Problem details: What lines of the data below hold the string "info"? Copy each one.

Available records:
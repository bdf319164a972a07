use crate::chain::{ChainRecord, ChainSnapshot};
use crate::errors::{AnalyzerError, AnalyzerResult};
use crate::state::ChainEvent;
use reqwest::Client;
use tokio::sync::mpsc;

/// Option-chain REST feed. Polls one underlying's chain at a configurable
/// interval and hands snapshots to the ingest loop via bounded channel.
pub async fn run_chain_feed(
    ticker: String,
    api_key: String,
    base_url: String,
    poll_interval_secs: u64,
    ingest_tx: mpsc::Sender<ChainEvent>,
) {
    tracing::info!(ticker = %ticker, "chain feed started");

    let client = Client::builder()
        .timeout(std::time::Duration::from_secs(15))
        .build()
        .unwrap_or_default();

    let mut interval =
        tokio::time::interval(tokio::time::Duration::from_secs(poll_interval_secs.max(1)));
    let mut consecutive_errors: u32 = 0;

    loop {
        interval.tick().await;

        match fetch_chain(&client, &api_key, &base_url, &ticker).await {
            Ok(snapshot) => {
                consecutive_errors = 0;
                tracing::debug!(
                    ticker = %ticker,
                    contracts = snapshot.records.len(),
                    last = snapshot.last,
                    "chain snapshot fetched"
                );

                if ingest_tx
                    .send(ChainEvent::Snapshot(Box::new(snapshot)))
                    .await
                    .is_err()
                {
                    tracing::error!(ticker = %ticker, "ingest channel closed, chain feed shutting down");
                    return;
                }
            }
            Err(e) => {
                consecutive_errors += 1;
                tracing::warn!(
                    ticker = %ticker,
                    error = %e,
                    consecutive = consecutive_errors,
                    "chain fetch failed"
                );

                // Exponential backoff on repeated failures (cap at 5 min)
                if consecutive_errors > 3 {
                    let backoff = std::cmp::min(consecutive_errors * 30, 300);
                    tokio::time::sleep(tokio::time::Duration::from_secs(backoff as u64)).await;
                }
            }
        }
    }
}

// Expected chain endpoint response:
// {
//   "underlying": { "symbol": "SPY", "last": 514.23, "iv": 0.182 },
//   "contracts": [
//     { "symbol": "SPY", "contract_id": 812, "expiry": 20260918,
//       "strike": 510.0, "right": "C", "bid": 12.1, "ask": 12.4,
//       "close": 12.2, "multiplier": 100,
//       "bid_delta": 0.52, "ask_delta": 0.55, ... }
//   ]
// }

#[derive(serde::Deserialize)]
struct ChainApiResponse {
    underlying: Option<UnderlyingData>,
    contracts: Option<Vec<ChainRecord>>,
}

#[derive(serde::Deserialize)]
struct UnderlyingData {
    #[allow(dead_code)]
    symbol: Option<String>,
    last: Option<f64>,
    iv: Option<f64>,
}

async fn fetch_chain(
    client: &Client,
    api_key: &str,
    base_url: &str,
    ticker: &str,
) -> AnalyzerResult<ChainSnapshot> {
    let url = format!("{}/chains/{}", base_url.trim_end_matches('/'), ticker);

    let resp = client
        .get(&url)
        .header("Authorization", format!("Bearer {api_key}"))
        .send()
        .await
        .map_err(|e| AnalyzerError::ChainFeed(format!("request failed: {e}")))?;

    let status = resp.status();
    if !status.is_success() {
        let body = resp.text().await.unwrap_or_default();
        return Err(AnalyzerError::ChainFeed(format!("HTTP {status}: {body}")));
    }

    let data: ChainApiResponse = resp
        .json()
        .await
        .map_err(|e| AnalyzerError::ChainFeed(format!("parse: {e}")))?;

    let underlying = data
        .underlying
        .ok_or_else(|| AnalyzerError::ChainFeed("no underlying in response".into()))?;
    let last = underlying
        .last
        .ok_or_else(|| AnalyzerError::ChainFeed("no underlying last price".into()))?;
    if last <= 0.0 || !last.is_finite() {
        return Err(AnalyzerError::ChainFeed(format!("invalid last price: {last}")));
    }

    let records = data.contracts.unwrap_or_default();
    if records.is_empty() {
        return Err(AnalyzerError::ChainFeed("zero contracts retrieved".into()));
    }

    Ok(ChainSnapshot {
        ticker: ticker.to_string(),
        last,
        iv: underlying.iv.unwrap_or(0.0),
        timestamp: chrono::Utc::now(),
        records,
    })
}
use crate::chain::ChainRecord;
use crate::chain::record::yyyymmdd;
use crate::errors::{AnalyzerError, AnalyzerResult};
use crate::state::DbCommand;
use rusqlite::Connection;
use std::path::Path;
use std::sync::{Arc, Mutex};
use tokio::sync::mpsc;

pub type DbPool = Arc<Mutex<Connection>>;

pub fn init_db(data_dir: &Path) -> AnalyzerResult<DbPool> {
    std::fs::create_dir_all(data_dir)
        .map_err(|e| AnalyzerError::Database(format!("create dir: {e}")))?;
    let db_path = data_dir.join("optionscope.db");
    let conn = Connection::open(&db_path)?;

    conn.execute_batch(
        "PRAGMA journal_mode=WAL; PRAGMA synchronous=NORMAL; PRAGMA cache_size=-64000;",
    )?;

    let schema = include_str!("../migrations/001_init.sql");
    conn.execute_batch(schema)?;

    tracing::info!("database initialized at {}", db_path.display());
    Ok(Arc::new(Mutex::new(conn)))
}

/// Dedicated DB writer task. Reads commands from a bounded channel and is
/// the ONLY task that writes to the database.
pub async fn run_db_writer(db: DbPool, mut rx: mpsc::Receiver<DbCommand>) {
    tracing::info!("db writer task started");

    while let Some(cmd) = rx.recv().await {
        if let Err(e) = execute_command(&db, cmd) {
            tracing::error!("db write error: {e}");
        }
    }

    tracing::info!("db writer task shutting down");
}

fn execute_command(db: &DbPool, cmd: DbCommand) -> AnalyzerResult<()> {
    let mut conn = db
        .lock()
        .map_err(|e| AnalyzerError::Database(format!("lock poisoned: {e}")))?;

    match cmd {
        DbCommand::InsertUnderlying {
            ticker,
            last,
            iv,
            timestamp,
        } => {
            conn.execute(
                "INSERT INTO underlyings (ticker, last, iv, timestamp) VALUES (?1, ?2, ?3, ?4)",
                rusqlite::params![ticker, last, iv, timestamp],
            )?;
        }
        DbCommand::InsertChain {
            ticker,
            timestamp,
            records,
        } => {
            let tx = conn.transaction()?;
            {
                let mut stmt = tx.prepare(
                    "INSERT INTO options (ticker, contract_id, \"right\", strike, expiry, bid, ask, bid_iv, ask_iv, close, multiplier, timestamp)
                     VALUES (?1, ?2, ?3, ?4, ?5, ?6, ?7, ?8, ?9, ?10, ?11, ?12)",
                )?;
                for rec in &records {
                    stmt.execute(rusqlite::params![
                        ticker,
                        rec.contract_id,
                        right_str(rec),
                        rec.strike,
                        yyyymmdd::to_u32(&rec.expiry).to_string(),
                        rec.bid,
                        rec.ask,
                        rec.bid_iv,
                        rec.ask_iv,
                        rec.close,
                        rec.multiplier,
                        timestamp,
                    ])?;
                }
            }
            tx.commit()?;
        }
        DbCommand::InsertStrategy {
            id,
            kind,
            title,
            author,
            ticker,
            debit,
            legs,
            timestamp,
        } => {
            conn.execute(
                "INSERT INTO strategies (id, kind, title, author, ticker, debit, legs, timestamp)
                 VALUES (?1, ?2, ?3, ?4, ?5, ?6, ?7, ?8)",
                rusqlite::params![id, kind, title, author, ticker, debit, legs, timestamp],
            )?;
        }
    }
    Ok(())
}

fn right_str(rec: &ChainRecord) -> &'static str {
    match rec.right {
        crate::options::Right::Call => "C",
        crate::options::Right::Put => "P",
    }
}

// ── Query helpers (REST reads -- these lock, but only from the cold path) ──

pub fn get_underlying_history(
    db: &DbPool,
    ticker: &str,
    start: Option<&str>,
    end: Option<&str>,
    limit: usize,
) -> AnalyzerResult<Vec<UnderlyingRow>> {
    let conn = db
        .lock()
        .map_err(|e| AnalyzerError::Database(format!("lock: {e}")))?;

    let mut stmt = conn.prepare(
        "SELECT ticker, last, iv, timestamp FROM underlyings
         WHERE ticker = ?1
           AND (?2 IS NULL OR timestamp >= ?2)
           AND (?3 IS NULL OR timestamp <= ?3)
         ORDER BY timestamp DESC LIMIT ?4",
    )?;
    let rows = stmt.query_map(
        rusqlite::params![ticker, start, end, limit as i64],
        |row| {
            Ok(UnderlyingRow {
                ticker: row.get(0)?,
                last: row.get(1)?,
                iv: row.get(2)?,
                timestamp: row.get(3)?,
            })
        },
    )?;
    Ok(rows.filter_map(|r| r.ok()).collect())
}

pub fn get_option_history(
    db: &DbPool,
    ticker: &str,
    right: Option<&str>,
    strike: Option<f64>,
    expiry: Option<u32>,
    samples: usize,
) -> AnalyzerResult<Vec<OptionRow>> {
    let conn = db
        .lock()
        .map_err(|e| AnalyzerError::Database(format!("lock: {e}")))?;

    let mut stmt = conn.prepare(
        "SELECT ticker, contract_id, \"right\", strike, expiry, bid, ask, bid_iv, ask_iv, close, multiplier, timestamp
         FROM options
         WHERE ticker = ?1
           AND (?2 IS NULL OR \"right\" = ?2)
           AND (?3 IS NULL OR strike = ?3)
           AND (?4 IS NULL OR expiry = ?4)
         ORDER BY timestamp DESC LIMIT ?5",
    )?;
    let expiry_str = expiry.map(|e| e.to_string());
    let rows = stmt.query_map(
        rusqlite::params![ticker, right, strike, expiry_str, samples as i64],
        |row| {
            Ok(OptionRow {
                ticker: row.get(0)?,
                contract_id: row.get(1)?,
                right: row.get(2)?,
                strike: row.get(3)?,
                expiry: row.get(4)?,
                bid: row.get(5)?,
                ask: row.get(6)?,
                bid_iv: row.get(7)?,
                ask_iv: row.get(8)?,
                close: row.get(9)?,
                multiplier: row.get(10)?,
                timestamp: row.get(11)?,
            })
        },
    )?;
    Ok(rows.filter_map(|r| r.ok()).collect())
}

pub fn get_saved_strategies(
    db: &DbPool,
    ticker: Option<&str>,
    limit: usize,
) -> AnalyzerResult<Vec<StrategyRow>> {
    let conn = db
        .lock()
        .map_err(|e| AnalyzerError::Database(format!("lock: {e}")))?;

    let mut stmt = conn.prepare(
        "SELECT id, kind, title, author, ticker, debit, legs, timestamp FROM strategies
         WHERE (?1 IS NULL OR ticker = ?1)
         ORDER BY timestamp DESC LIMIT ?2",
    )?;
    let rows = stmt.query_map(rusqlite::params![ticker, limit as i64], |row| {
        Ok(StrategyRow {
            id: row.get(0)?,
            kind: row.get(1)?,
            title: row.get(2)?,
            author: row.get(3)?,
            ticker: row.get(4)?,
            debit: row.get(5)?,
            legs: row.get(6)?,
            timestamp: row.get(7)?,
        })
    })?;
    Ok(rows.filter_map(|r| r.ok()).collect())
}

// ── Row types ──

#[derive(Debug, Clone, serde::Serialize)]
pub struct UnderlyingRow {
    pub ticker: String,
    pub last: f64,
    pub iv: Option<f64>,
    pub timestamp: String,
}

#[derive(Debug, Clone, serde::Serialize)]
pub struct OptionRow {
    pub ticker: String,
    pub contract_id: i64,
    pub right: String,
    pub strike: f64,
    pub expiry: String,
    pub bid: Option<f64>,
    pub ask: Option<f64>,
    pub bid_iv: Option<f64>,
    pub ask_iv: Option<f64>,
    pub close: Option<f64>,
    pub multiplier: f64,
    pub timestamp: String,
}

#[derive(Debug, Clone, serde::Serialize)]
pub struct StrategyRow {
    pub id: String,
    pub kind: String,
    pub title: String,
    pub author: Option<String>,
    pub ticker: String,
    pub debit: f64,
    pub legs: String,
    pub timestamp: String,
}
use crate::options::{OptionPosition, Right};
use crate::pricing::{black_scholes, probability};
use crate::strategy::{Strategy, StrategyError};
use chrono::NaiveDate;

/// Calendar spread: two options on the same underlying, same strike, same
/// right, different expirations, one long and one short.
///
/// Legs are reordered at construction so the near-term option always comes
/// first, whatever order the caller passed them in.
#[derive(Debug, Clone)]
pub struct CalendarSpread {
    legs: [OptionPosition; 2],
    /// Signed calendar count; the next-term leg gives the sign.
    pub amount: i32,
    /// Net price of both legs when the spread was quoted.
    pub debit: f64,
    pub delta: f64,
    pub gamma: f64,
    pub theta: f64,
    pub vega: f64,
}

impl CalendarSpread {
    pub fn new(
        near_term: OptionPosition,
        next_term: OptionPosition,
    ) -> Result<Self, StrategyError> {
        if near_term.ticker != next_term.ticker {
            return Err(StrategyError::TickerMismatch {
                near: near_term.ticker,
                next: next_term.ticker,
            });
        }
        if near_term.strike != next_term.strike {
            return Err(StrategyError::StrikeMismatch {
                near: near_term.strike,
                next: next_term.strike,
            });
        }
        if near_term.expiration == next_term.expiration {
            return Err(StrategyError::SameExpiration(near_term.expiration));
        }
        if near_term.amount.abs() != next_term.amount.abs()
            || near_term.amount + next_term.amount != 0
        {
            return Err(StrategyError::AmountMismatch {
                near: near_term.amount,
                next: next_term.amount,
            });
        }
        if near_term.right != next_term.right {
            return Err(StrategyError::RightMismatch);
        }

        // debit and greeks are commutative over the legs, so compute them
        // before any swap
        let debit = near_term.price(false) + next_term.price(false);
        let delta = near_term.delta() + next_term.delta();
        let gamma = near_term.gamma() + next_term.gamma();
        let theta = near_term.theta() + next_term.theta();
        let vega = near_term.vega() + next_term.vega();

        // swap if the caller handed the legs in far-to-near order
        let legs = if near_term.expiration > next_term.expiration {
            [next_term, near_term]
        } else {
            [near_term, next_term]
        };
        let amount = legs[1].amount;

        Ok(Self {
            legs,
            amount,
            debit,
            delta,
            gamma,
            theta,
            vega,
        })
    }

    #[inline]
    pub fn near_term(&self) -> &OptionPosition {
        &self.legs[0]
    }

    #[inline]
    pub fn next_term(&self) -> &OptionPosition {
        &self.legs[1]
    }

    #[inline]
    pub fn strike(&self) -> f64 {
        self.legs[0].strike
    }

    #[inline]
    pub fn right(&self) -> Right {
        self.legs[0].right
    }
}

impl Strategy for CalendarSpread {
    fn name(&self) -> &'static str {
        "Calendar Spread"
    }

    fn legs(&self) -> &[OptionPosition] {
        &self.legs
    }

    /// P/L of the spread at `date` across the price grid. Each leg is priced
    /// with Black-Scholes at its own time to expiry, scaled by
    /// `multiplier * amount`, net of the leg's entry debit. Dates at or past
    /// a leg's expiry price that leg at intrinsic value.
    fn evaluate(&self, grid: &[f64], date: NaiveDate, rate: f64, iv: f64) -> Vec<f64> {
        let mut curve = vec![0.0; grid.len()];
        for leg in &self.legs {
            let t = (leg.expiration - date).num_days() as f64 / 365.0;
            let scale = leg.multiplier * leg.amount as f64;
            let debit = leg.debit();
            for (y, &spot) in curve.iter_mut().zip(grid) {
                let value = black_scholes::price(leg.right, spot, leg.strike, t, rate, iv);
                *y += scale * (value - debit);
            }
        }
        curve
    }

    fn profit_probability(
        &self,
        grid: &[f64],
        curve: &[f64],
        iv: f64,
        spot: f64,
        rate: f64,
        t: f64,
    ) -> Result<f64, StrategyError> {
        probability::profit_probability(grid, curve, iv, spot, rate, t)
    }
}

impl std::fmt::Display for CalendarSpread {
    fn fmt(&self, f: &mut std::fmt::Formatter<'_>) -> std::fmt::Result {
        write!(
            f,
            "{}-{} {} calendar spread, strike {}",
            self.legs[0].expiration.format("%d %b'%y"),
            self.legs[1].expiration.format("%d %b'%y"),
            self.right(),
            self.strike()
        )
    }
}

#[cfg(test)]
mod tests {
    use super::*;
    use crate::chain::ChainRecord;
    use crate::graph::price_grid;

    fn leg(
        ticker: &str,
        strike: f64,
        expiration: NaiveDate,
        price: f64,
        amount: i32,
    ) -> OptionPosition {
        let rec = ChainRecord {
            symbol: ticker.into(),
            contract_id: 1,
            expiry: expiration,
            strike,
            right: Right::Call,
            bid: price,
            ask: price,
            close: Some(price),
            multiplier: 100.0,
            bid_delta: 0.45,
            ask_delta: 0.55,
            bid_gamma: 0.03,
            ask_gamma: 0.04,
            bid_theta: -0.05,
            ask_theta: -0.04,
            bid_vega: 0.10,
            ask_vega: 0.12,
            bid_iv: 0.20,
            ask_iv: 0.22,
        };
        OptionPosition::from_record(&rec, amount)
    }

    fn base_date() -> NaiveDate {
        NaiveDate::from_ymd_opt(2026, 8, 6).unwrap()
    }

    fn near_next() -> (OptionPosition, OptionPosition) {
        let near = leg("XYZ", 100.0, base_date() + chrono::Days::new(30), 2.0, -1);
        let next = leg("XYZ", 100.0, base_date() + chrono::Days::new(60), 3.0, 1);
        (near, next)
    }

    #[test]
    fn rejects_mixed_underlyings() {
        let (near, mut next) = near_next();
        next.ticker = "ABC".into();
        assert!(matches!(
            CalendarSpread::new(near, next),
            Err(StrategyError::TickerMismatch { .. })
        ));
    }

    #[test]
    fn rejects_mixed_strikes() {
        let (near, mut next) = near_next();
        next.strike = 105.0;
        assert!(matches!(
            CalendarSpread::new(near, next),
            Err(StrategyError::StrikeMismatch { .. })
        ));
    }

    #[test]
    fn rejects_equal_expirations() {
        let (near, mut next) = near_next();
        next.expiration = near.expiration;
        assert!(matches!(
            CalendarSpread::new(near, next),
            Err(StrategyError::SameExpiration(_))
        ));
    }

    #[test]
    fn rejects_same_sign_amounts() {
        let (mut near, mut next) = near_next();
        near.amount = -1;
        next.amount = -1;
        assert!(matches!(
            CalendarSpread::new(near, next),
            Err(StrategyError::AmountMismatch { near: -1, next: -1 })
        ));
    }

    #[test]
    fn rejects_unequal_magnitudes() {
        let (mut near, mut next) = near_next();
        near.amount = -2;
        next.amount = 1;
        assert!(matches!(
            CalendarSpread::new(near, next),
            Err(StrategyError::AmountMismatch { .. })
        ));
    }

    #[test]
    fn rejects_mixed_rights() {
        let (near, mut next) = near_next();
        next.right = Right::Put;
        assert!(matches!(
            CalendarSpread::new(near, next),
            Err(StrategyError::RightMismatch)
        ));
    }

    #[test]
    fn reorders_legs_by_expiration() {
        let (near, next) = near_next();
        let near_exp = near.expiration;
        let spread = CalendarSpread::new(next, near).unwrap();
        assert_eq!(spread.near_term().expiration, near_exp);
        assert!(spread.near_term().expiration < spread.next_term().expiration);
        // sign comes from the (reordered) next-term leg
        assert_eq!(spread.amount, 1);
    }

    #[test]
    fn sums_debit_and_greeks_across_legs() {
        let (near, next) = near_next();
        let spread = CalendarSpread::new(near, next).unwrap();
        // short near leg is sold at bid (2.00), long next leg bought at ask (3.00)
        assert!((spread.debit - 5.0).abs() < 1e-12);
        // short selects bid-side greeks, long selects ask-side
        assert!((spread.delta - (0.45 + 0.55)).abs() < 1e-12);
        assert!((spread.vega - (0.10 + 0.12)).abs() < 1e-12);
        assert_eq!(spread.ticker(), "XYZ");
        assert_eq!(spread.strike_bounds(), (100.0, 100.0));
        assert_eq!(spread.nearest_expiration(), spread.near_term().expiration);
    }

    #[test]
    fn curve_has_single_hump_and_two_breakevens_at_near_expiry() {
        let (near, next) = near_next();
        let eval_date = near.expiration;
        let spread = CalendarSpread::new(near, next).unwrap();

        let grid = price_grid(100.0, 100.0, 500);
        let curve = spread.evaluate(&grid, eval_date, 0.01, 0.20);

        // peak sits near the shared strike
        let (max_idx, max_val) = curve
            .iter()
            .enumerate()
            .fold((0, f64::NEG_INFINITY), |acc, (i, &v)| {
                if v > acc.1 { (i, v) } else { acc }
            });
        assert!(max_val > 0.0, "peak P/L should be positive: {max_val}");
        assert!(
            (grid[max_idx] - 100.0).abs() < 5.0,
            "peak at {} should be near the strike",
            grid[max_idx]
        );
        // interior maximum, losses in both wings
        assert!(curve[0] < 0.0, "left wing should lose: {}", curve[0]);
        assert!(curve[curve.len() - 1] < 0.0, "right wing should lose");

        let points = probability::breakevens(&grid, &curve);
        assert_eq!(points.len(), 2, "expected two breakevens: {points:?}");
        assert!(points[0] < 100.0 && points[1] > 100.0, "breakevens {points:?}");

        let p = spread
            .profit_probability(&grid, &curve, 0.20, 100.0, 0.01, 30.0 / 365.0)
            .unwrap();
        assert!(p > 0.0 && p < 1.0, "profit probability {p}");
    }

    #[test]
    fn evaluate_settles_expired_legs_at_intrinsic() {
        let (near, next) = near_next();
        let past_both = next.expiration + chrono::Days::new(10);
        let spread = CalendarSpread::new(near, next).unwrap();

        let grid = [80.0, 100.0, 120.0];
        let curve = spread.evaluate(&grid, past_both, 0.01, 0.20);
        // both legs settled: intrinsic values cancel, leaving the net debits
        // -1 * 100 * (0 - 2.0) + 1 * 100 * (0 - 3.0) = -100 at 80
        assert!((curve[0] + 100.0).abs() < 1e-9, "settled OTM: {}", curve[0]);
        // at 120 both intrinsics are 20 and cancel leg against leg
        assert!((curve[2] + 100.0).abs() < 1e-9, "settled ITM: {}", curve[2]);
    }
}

Solution to this exercise:
    tracing::info!(ticker = %ticker, "chain feed started");
    tracing::info!("database initialized at {}", db_path.display());
    tracing::info!("db writer task started");
    tracing::info!("db writer task shutting down");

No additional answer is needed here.